장애등급제 폐지, 사고 피해자 보험금 받을 때 달라지는 점은?

2019-07-01 19:35
보험사가 의사 진단 토대로 장애 정도 판단

이날부터 장애등급제가 폐지되면서 보험금 청구 절차도 변경됐다. 특히 앞으로는 보험사가 의사의 진단을 토대로 장애 정도를 판단하게 되면서 이에 대한 논란이 발생할 수 있을 것으로 전망된다.

1일 보험업계 등에 따르면 이달부터 기존 장애인복지법의 장애등급제가 폐지되고 중증·경증으로만 장애 수준을 나눠 맞춤형 복지가 제공된다. 기존 1~3급은 중증장애인, 4~6급은 경증장애인으로 구분된다.

기존에는 1~6등급으로 분류돼 장애등급을 표시하도록 했다. 보험사들은 지금까지 의사의 진단과 장애심사 전문기관인 국민연금공단의 심사를 거쳐 장애진단서에 명시되는 장애등급을 기준으로 가입자들의 장애를 판단해 보험금을 지급했다.

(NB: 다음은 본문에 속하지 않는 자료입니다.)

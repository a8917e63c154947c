//! Custom test assertions for integration tests

use std::path::Path;
use std::time::Duration;
use tokio::sync::broadcast;

use manifest_dl::Event;

/// Drain every event already buffered on `rx`
pub fn drain_events(rx: &mut broadcast::Receiver<Event>) -> Vec<Event> {
    let mut events = Vec::new();
    while let Ok(event) = rx.try_recv() {
        events.push(event);
    }
    events
}

/// Wait until an event matching `pred` arrives
///
/// Panics on timeout or if the channel closes first.
pub async fn wait_for_event(
    rx: &mut broadcast::Receiver<Event>,
    timeout: Duration,
    pred: impl Fn(&Event) -> bool,
) -> Event {
    tokio::time::timeout(timeout, async {
        loop {
            match rx.recv().await {
                Ok(event) if pred(&event) => return event,
                Ok(_) => continue,
                Err(broadcast::error::RecvError::Lagged(_)) => continue,
                Err(e) => panic!("event channel closed: {e}"),
            }
        }
    })
    .await
    .expect("Timed out waiting for event")
}

/// Assert that `path` exists and holds exactly `expected`
pub fn assert_file_bytes(path: &Path, expected: &[u8]) {
    let actual = std::fs::read(path)
        .unwrap_or_else(|e| panic!("expected {} to exist: {e}", path.display()));
    assert_eq!(actual, expected, "unexpected contents in {}", path.display());
}

/// Count events of one kind
pub fn count_events(events: &[Event], pred: impl Fn(&Event) -> bool) -> usize {
    events.iter().filter(|e| pred(e)).count()
}
//! Core types and events for manifest-dl

use chrono::{DateTime, Utc};
use serde::{Deserialize, Serialize};
use std::path::PathBuf;

macro_rules! numeric_id {
    ($(#[$meta:meta])* $name:ident) => {
        $(#[$meta])*
        #[derive(Clone, Copy, Debug, PartialEq, Eq, PartialOrd, Ord, Hash, Serialize, Deserialize)]
        #[serde(transparent)]
        pub struct $name(pub u64);

        impl $name {
            /// Create a new identifier
            pub fn new(id: u64) -> Self {
                Self(id)
            }

            /// Get the inner u64 value
            pub fn get(&self) -> u64 {
                self.0
            }
        }

        impl From<u64> for $name {
            fn from(id: u64) -> Self {
                Self(id)
            }
        }

        impl From<$name> for u64 {
            fn from(id: $name) -> Self {
                id.0
            }
        }

        impl std::fmt::Display for $name {
            fn fmt(&self, f: &mut std::fmt::Formatter<'_>) -> std::fmt::Result {
                write!(f, "{}", self.0)
            }
        }

        impl std::str::FromStr for $name {
            type Err = std::num::ParseIntError;

            fn from_str(s: &str) -> Result<Self, Self::Err> {
                Ok(Self(s.parse()?))
            }
        }
    };
}

numeric_id!(
    /// Identifier of a top-level item (one descriptor file)
    ItemId
);

numeric_id!(
    /// Identifier of a depot referenced by an item's descriptor
    DepotId
);

/// Public manifest identifier ("gid") of a depot, treated as an opaque string
#[derive(Clone, Debug, PartialEq, Eq, Hash, Serialize, Deserialize)]
#[serde(transparent)]
pub struct ManifestId(pub String);

impl ManifestId {
    /// Borrow the identifier as a string slice
    pub fn as_str(&self) -> &str {
        &self.0
    }

    /// Non-empty and ASCII alphanumeric only, so it is safe inside a file name
    pub fn is_plain(&self) -> bool {
        !self.0.is_empty() && self.0.bytes().all(|b| b.is_ascii_alphanumeric())
    }
}

impl From<&str> for ManifestId {
    fn from(id: &str) -> Self {
        Self(id.to_string())
    }
}

impl From<String> for ManifestId {
    fn from(id: String) -> Self {
        Self(id)
    }
}

impl std::fmt::Display for ManifestId {
    fn fmt(&self, f: &mut std::fmt::Formatter<'_>) -> std::fmt::Result {
        f.write_str(&self.0)
    }
}

/// Display name used when the store lookup yields nothing
pub fn placeholder_name(id: ItemId) -> String {
    format!("AppID {id}")
}

/// An item discovered from a descriptor file
#[derive(Clone, Debug, PartialEq, Eq, Serialize, Deserialize)]
pub struct Item {
    /// Item identifier, taken from the descriptor file name
    pub id: ItemId,
    /// Display name, filled in lazily by [`crate::names::NameLookup`]
    pub name: Option<String>,
    /// Descriptor file the item was discovered from
    pub descriptor: PathBuf,
    /// Unique depot ids in order of first appearance in the descriptor
    pub depots: Vec<DepotId>,
}

impl Item {
    /// Name to show to users, falling back to the placeholder
    pub fn display_name(&self) -> String {
        self.name
            .clone()
            .unwrap_or_else(|| placeholder_name(self.id))
    }
}

/// Explicit description of one run, produced by whatever selection front-end is in use
#[derive(Clone)]
pub struct RunRequest {
    /// Items to process, in processing order
    pub item_ids: Vec<ItemId>,
    /// Key for the manifest service
    pub api_key: String,
    /// Output roots overriding the configured ones
    pub roots: Option<[PathBuf; 2]>,
}

impl RunRequest {
    /// Create a request using the configured output roots
    pub fn new(item_ids: Vec<ItemId>, api_key: impl Into<String>) -> Self {
        Self {
            item_ids,
            api_key: api_key.into(),
            roots: None,
        }
    }

    /// Override the configured output roots for this run
    pub fn with_roots(mut self, primary: impl Into<PathBuf>, secondary: impl Into<PathBuf>) -> Self {
        self.roots = Some([primary.into(), secondary.into()]);
        self
    }
}

// The key never ends up in logs
impl std::fmt::Debug for RunRequest {
    fn fmt(&self, f: &mut std::fmt::Formatter<'_>) -> std::fmt::Result {
        f.debug_struct("RunRequest")
            .field("item_ids", &self.item_ids)
            .field("api_key", &"<redacted>")
            .field("roots", &self.roots)
            .finish()
    }
}

/// What happened to a single depot
#[derive(Clone, Debug, PartialEq, Eq, Serialize, Deserialize)]
#[serde(tag = "outcome", rename_all = "snake_case")]
pub enum DepotOutcome {
    /// Manifest fetched and written to both roots
    Stored {
        /// The two written files
        paths: Vec<PathBuf>,
    },
    /// The info service has no public manifest for this depot
    NoVersion,
    /// The retry budget ran out
    Exhausted {
        /// Budget-consuming attempts made
        attempts: u32,
        /// Last status or transport error seen
        last_error: String,
    },
    /// Fetched, but at least one local write failed
    PersistFailed {
        /// Local failure description
        error: String,
    },
}

/// Outcome of one depot within an item
#[derive(Clone, Debug, PartialEq, Eq, Serialize, Deserialize)]
pub struct DepotReport {
    /// Depot identifier
    pub depot: DepotId,
    /// Resolved manifest, if any
    pub manifest: Option<ManifestId>,
    /// What happened
    pub outcome: DepotOutcome,
}

/// Terminal state of an item
#[derive(Clone, Debug, PartialEq, Eq, Serialize, Deserialize)]
#[serde(tag = "status", rename_all = "snake_case")]
pub enum ItemStatus {
    /// Every depot was visited
    Completed,
    /// The descriptor referenced no depots
    NoDepots,
    /// The info lookup failed; no depot was attempted
    ResolutionFailed {
        /// Failure description
        error: String,
    },
    /// The run was stopped while this item was in progress
    Cancelled,
}

/// Per-item result record
#[derive(Clone, Debug, PartialEq, Eq, Serialize, Deserialize)]
pub struct ItemReport {
    /// Item identifier
    pub item: ItemId,
    /// Display name at processing time
    pub name: String,
    /// Terminal state
    pub status: ItemStatus,
    /// One entry per depot visited, in processing order
    pub depots: Vec<DepotReport>,
}

impl ItemReport {
    pub(crate) fn new(item: ItemId, name: String) -> Self {
        Self {
            item,
            name,
            status: ItemStatus::Completed,
            depots: Vec::new(),
        }
    }

    /// Depots that were visited
    pub fn attempted(&self) -> usize {
        self.depots.len()
    }

    /// Depots written to both roots
    pub fn succeeded(&self) -> usize {
        self.count(|o| matches!(o, DepotOutcome::Stored { .. }))
    }

    /// Depots without a public manifest
    pub fn skipped(&self) -> usize {
        self.count(|o| matches!(o, DepotOutcome::NoVersion))
    }

    /// Depots that exhausted retries or failed to persist
    pub fn failed(&self) -> usize {
        self.count(|o| {
            matches!(
                o,
                DepotOutcome::Exhausted { .. } | DepotOutcome::PersistFailed { .. }
            )
        })
    }

    fn count(&self, pred: impl Fn(&DepotOutcome) -> bool) -> usize {
        self.depots.iter().filter(|d| pred(&d.outcome)).count()
    }
}

/// Aggregated result of a run
#[derive(Clone, Debug, Serialize, Deserialize)]
pub struct RunSummary {
    /// Per-item reports in processing order
    pub items: Vec<ItemReport>,
    /// When the run started
    pub started_at: DateTime<Utc>,
    /// When the run finished or was stopped
    pub finished_at: DateTime<Utc>,
    /// Whether the run was stopped before all items were processed
    pub cancelled: bool,
}

impl RunSummary {
    /// Total depots visited
    pub fn attempted(&self) -> usize {
        self.items.iter().map(ItemReport::attempted).sum()
    }

    /// Total depots written to both roots
    pub fn succeeded(&self) -> usize {
        self.items.iter().map(ItemReport::succeeded).sum()
    }

    /// Total depots without a public manifest
    pub fn skipped(&self) -> usize {
        self.items.iter().map(ItemReport::skipped).sum()
    }

    /// Total depots that failed
    pub fn failed(&self) -> usize {
        self.items.iter().map(ItemReport::failed).sum()
    }
}

/// Why the pipeline is waiting
#[derive(Clone, Copy, Debug, PartialEq, Eq, Serialize, Deserialize)]
#[serde(rename_all = "snake_case")]
pub enum CooldownKind {
    /// Between two items
    BetweenItems,
    /// Between two depots of the same item
    BetweenDepots,
}

/// Event emitted during a run
#[derive(Clone, Debug, PartialEq, Eq, Serialize, Deserialize)]
#[serde(tag = "type", rename_all = "snake_case")]
pub enum Event {
    /// Descriptor scan finished
    ScanComplete {
        /// Number of items discovered
        items: usize,
    },

    /// Processing of an item started
    ItemStarted {
        /// Item identifier
        item: ItemId,
        /// Display name
        name: String,
        /// Zero-based position in the selection
        index: usize,
        /// Number of selected items
        total: usize,
    },

    /// A depot has no public manifest
    ManifestMissing {
        /// Item identifier
        item: ItemId,
        /// Depot identifier
        depot: DepotId,
    },

    /// The manifest service answered 429; waiting without spending retry budget
    RateLimited {
        /// Depot being fetched
        depot: DepotId,
        /// Backoff before the next request
        delay_ms: u64,
    },

    /// A fetch attempt failed and will be retried
    RetryScheduled {
        /// Depot being fetched
        depot: DepotId,
        /// Budget-consuming attempts so far
        attempt: u32,
        /// Remaining budget
        remaining: u32,
        /// Delay before the next request
        delay_ms: u64,
        /// Failure description
        error: String,
    },

    /// A manifest was written to both roots
    DepotStored {
        /// Item identifier
        item: ItemId,
        /// Depot identifier
        depot: DepotId,
        /// Manifest identifier
        manifest: ManifestId,
    },

    /// A depot failed (exhausted retries or local write failure)
    DepotFailed {
        /// Item identifier
        item: ItemId,
        /// Depot identifier
        depot: DepotId,
        /// Failure description
        error: String,
    },

    /// The pipeline is sleeping
    CooldownStarted {
        /// Why
        kind: CooldownKind,
        /// For how long
        delay_ms: u64,
    },

    /// An item reached a terminal state
    ItemFinished {
        /// Item identifier
        item: ItemId,
        /// Terminal state
        status: ItemStatus,
        /// Depots visited
        attempted: usize,
        /// Depots stored
        succeeded: usize,
        /// Depots without manifest
        skipped: usize,
        /// Depots failed
        failed: usize,
    },

    /// The run is over
    RunFinished {
        /// Total depots stored
        succeeded: usize,
        /// Total depots failed
        failed: usize,
        /// Whether the run was stopped early
        cancelled: bool,
    },
}
//! Acquisition pipeline split into focused submodules.
//!
//! The `Pipeline` struct and its methods are organized by stage:
//! - [`discovery`] - Descriptor scanning and name lookup for listings
//! - [`run`] - Item selection, cooldowns and the per-item / per-depot loop

mod discovery;
mod run;


use crate::config::Config;
use crate::error::Result;
use crate::names::NameLookup;
use crate::resolver::VersionResolver;
use crate::retrieval::ManifestFetcher;
use crate::scanner::DescriptorScanner;
use crate::types::Event;
use std::sync::Arc;
use tokio::sync::broadcast;

/// Capacity of the event channel; slow subscribers lag instead of blocking the run
const EVENT_CHANNEL_CAPACITY: usize = 1024;

/// Sequential acquisition pipeline (cloneable - all components are cheap to clone)
#[derive(Clone)]
pub struct Pipeline {
    /// Configuration shared by all stages
    pub(crate) config: Arc<Config>,
    /// Descriptor discovery
    pub(crate) scanner: DescriptorScanner,
    /// Info service client
    pub(crate) resolver: VersionResolver,
    /// Manifest service client with retry budget
    pub(crate) fetcher: ManifestFetcher,
    /// Store service client for display names
    pub(crate) names: NameLookup,
    /// Event broadcast channel sender (multiple subscribers supported)
    pub(crate) event_tx: broadcast::Sender<Event>,
}

impl Pipeline {
    /// Validate `config` and build every stage from it
    ///
    /// # Errors
    /// Returns [`crate::Error::Config`] for unusable settings, or a network error if
    /// an HTTP client cannot be created.
    pub fn new(config: Config) -> Result<Self> {
        config.validate()?;

        let scanner = DescriptorScanner::new(config.scan.extension.clone())?;
        let resolver = VersionResolver::new(&config.services)?;
        let fetcher = ManifestFetcher::new(&config.services, config.retry.clone())?;
        let names = NameLookup::new(&config.services)?;
        let (event_tx, _rx) = broadcast::channel(EVENT_CHANNEL_CAPACITY);

        Ok(Self {
            config: Arc::new(config),
            scanner,
            resolver,
            fetcher,
            names,
            event_tx,
        })
    }

    /// Subscribe to pipeline events
    ///
    /// Events emitted before the call are not replayed.
    pub fn subscribe(&self) -> broadcast::Receiver<Event> {
        self.event_tx.subscribe()
    }

    /// Configuration the pipeline was built with
    pub fn config(&self) -> &Config {
        &self.config
    }

    pub(crate) fn emit(&self, event: Event) {
        // No subscribers is fine
        self.event_tx.send(event).ok();
    }
}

그러나 앞으로는 의사의 진단이 바로 보험사로 전달되고 보험사는 의사의 진단을 토대로 장애 정도를 판단해 보험금을 지급한다.

일각에서는 이러한 절차가 보험사별로 판단 기준이 상이할 수 있어 형평성 문제가 야기될 것으로 우려하고 있다. 보험사가 직접 가입자의 장애 정도를 판단하기 때문에 장애정도가 모호할 경우 보험사 측에 유리하게 결론을 내릴 가능성이 높다는 이유에서다.

반면 보험사 측에서는 혼선이 줄어들 수 있다고 주장하고 있다. 1~6등급에서 두 단계로 변경돼 오히려 등급 격차가 줄어 혼란이 줄어들 수 있다는 분석이다.

정부도 이와 유사한 입장이다. 박능후 보건복지부 장관은 지난 25일 "장애등급을 폐지하면서 두 단계의 구분을 유지하는 것은 기존 1~3급 장애인에게 인정돼 오던 우대 혜택을 최대한 유지하기 위한 취지"라고 말했다.